* [Records from a data source]:
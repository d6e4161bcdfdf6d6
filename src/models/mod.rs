pub mod availability;
pub mod booking;
pub mod chat;
pub mod common;
pub mod reschedule;
use chrono::{DateTime, Duration, Utc};
use std::sync::atomic::{AtomicI64, Ordering};
use std::sync::Arc;
use tracing::{debug, error, info};

use crate::error::{SchedulingError, SchedulingResult};
use crate::models::booking::{Booking, BookingRequest, BookingStatus, Role, SessionType};
use crate::models::chat::ChatMessage;
use crate::ports::BookingStore;
use crate::services::notifications::Notifications;
use crate::services::time_conversion::{
    calculate_end_utc, format_for_display, parse_timezone, to_utc, DisplayFormat,
};

/// Sender id used for chat lines the scheduler posts on its own behalf.
pub const SYSTEM_SENDER_ID: &str = "system";

const UPCOMING_WINDOW_DAYS: i64 = 7;

/// Creates, cancels and queries bookings.
///
/// A booking exists once the store has accepted it. Calendar and chat side
/// effects are dispatched afterwards on detached tasks and cannot undo it.
pub struct BookingEngine {
    store: Arc<dyn BookingStore>,
    notifications: Notifications,
    last_issued_millis: AtomicI64,
}

impl BookingEngine {
    pub fn new(store: Arc<dyn BookingStore>, notifications: Notifications) -> Self {
        Self {
            store,
            notifications,
            last_issued_millis: AtomicI64::new(0),
        }
    }

    pub fn notifications(&self) -> &Notifications {
        &self.notifications
    }

    /// Epoch milliseconds for a new id, strictly increasing within this
    /// process so ids built from the same parties never collide.
    pub(crate) fn next_timestamp_millis(&self, now: DateTime<Utc>) -> i64 {
        let candidate = now.timestamp_millis();
        let mut last = self.last_issued_millis.load(Ordering::Relaxed);
        loop {
            let next = candidate.max(last + 1);
            match self.last_issued_millis.compare_exchange_weak(
                last,
                next,
                Ordering::AcqRel,
                Ordering::Relaxed,
            ) {
                Ok(_) => return next,
                Err(actual) => last = actual,
            }
        }
    }

    pub async fn book_session(&self, request: BookingRequest) -> SchedulingResult<String> {
        validate_request(&request)?;
        let (start_time_utc, end_time_utc) = resolve_timing(&request)?;

        let now = Utc::now();
        let booking_id = format!(
            "{}_{}_{}",
            request.trainer_id,
            request.client_id,
            self.next_timestamp_millis(now)
        );

        let booking = Booking {
            booking_id: booking_id.clone(),
            trainer_id: request.trainer_id,
            client_id: request.client_id,
            start_time_utc,
            end_time_utc,
            timezone: request.timezone,
            duration: request.duration,
            status: request.status.unwrap_or(BookingStatus::Confirmed),
            session_type: request.session_type,
            location: request.location,
            created_at: now,
        };

        if let Err(e) = self.store.put(&booking).await {
            error!("Failed to store booking {}: {}", booking_id, e);
            return Err(e);
        }

        info!(
            "Booked session {} for trainer {} and client {} at {} ({})",
            booking_id, booking.trainer_id, booking.client_id, start_time_utc, booking.status
        );

        // Detached: the outcome is only logged
        self.notifications.session_booked(&booking);

        Ok(booking_id)
    }

    pub async fn get_booking(&self, booking_id: &str) -> SchedulingResult<Booking> {
        self.store
            .get(booking_id)
            .await?
            .ok_or_else(|| SchedulingError::BookingNotFound(booking_id.to_string()))
    }

    /// Set a booking to cancelled. Cancelling an already cancelled booking
    /// succeeds without doing anything.
    pub async fn cancel_booking(&self, booking_id: &str) -> SchedulingResult<()> {
        if let Some(booking) = self.mark_cancelled(booking_id).await? {
            let text = cancellation_text(&booking);
            self.notifications
                .chat_message(ChatMessage::new(&booking.chat_id(), SYSTEM_SENDER_ID, &text));
        }
        Ok(())
    }

    // Returns the booking as it was when a transition happened, None on a no-op
    pub(crate) async fn mark_cancelled(&self, booking_id: &str) -> SchedulingResult<Option<Booking>> {
        let booking = self.get_booking(booking_id).await?;

        if booking.status == BookingStatus::Cancelled {
            debug!("Booking {} already cancelled, nothing to do", booking_id);
            return Ok(None);
        }

        self.store
            .update_status(booking_id, BookingStatus::Cancelled)
            .await?;
        info!("Cancelled booking {} (was {})", booking_id, booking.status);

        Ok(Some(booking))
    }

    /// Move a pending booking to confirmed. Already confirmed is a no-op.
    pub async fn confirm_booking(&self, booking_id: &str) -> SchedulingResult<Booking> {
        let mut booking = self.get_booking(booking_id).await?;

        match booking.status {
            BookingStatus::Confirmed => return Ok(booking),
            BookingStatus::Pending => {}
            status => {
                return Err(SchedulingError::InvalidState {
                    entity: "Booking",
                    id: booking_id.to_string(),
                    status: status.to_string(),
                    action: "confirm",
                })
            }
        }

        self.store
            .update_status(booking_id, BookingStatus::Confirmed)
            .await?;
        booking.status = BookingStatus::Confirmed;
        info!("Confirmed booking {}", booking_id);

        Ok(booking)
    }

    /// Mark a confirmed session as held. Already completed is a no-op.
    pub async fn complete_booking(&self, booking_id: &str) -> SchedulingResult<()> {
        let booking = self.get_booking(booking_id).await?;

        match booking.status {
            BookingStatus::Completed => Ok(()),
            BookingStatus::Confirmed => {
                self.store
                    .update_status(booking_id, BookingStatus::Completed)
                    .await?;
                info!("Completed booking {}", booking_id);
                Ok(())
            }
            status => Err(SchedulingError::InvalidState {
                entity: "Booking",
                id: booking_id.to_string(),
                status: status.to_string(),
                action: "complete",
            }),
        }
    }

    /// All non-cancelled bookings of a user, earliest first.
    pub async fn get_user_bookings(&self, user_id: &str, role: Role) -> SchedulingResult<Vec<Booking>> {
        let mut bookings: Vec<Booking> = self
            .store
            .query_by_user(user_id, role)
            .await?
            .into_iter()
            .filter(Booking::is_active)
            .collect();
        bookings.sort_by_key(|booking| booking.start_time_utc);

        debug!(
            "Found {} active bookings for {} {}",
            bookings.len(),
            role,
            user_id
        );
        Ok(bookings)
    }

    pub async fn get_upcoming_week_sessions(
        &self,
        user_id: &str,
        role: Role,
    ) -> SchedulingResult<Vec<Booking>> {
        self.get_upcoming_week_sessions_at(user_id, role, Utc::now())
            .await
    }

    /// Non-cancelled bookings starting within `[now, now + 7 days]`.
    pub async fn get_upcoming_week_sessions_at(
        &self,
        user_id: &str,
        role: Role,
        now: DateTime<Utc>,
    ) -> SchedulingResult<Vec<Booking>> {
        let horizon = now + Duration::days(UPCOMING_WINDOW_DAYS);
        Ok(self
            .get_user_bookings(user_id, role)
            .await?
            .into_iter()
            .filter(|booking| booking.start_time_utc >= now && booking.start_time_utc <= horizon)
            .collect())
    }
}

fn validate_request(request: &BookingRequest) -> SchedulingResult<()> {
    if request.trainer_id.trim().is_empty() || request.client_id.trim().is_empty() {
        return Err(SchedulingError::Validation(
            "trainerId and clientId are required".to_string(),
        ));
    }

    if request.duration <= 0 {
        return Err(SchedulingError::Validation(format!(
            "duration must be positive, got {}",
            request.duration
        )));
    }

    parse_timezone(&request.timezone)?;

    if request.session_type == SessionType::InPerson
        && request
            .location
            .as_deref()
            .map_or(true, |location| location.trim().is_empty())
    {
        return Err(SchedulingError::Validation(
            "in-person sessions require a location".to_string(),
        ));
    }

    if matches!(
        request.status,
        Some(BookingStatus::Cancelled) | Some(BookingStatus::Completed)
    ) {
        return Err(SchedulingError::Validation(
            "new bookings must be pending or confirmed".to_string(),
        ));
    }

    Ok(())
}

// Precomputed UTC instants win over local date/time
fn resolve_timing(request: &BookingRequest) -> SchedulingResult<(DateTime<Utc>, DateTime<Utc>)> {
    let start = match (
        request.start_time_utc,
        request.local_date,
        request.local_start_time.as_deref(),
    ) {
        (Some(start), _, _) => start,
        (None, Some(date), Some(time)) => to_utc(date, time, &request.timezone)?,
        _ => {
            return Err(SchedulingError::Validation(
                "either startTimeUtc or localDate with localStartTime is required".to_string(),
            ))
        }
    };

    let end = match request.end_time_utc {
        Some(end) => end,
        None => calculate_end_utc(start, request.duration)?,
    };

    if end <= start {
        return Err(SchedulingError::Validation(
            "session must end after it starts".to_string(),
        ));
    }

    Ok((start, end))
}

fn cancellation_text(booking: &Booking) -> String {
    let when = format_for_display(booking.start_time_utc, &booking.timezone, DisplayFormat::Date)
        .and_then(|date| {
            format_for_display(booking.start_time_utc, &booking.timezone, DisplayFormat::Time)
                .map(|time| format!("{} at {}", date, time))
        })
        .unwrap_or_else(|_| booking.start_time_utc.to_rfc3339());

    format!("Session on {} has been cancelled", when)
}
use async_trait::async_trait;
use std::collections::HashMap;
use std::fs;
use std::path::Path;
use std::sync::Arc;
use tracing::{debug, info};

use crate::error::{SchedulingError, SchedulingResult};
use crate::models::availability::TrainerAvailability;
use crate::ports::{AvailabilitySource, AvailabilityStore};
use crate::services::memory::InMemoryAvailabilitySource;

/// Availability store reading from an ordered list of storage locations.
///
/// Trainer schedules have lived in two places over the app's history: on the
/// trainer profile (legacy) and in a dedicated availability collection
/// (current). Sources are consulted in order and the first one holding a
/// non-empty week wins outright; data from different sources is never merged.
pub struct LayeredAvailabilityStore {
    sources: Vec<Arc<dyn AvailabilitySource>>,
}

impl LayeredAvailabilityStore {
    pub fn new(current: Arc<dyn AvailabilitySource>, legacy: Arc<dyn AvailabilitySource>) -> Self {
        Self {
            sources: vec![current, legacy],
        }
    }

    pub fn with_sources(sources: Vec<Arc<dyn AvailabilitySource>>) -> Self {
        Self { sources }
    }
}

#[async_trait]
impl AvailabilityStore for LayeredAvailabilityStore {
    async fn get_week_availability(
        &self,
        trainer_id: &str,
    ) -> SchedulingResult<Option<TrainerAvailability>> {
        for source in &self.sources {
            match source.load_week(trainer_id).await? {
                Some(week) if !week.availability.is_empty() => {
                    debug!(
                        "Using availability for trainer {} from source '{}'",
                        trainer_id,
                        source.name()
                    );
                    return Ok(Some(week));
                }
                _ => {
                    debug!(
                        "No availability for trainer {} in source '{}'",
                        trainer_id,
                        source.name()
                    );
                }
            }
        }

        Ok(None)
    }
}

/// Load an availability source from a JSON document mapping trainer ids to
/// `{ "timezone": ..., "availability": [...] }`.
///
/// A missing file yields an empty source so a deployment without legacy data
/// still starts.
pub fn load_availability_file(name: &str, path: &Path) -> SchedulingResult<InMemoryAvailabilitySource> {
    if !path.exists() {
        info!(
            "Availability file {} for source '{}' not found, starting empty",
            path.display(),
            name
        );
        return Ok(InMemoryAvailabilitySource::new(name));
    }

    let raw = fs::read_to_string(path).map_err(|e| {
        SchedulingError::StoreUnavailable(format!(
            "Failed to read availability file {}: {}",
            path.display(),
            e
        ))
    })?;

    let documents: HashMap<String, TrainerAvailability> =
        serde_json::from_str(&raw).map_err(|e| {
            SchedulingError::InvalidAvailability(format!(
                "Failed to parse availability file {}: {}",
                path.display(),
                e
            ))
        })?;

    Ok(InMemoryAvailabilitySource::from_documents(name, documents))
}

* [What is being asked]: Using the entries, return every line where the word "services" can be found.

* [Answer to the exercise]:
use crate::services::notifications::Notifications;
use crate::services::time_conversion::{
use crate::services::memory::InMemoryAvailabilitySource;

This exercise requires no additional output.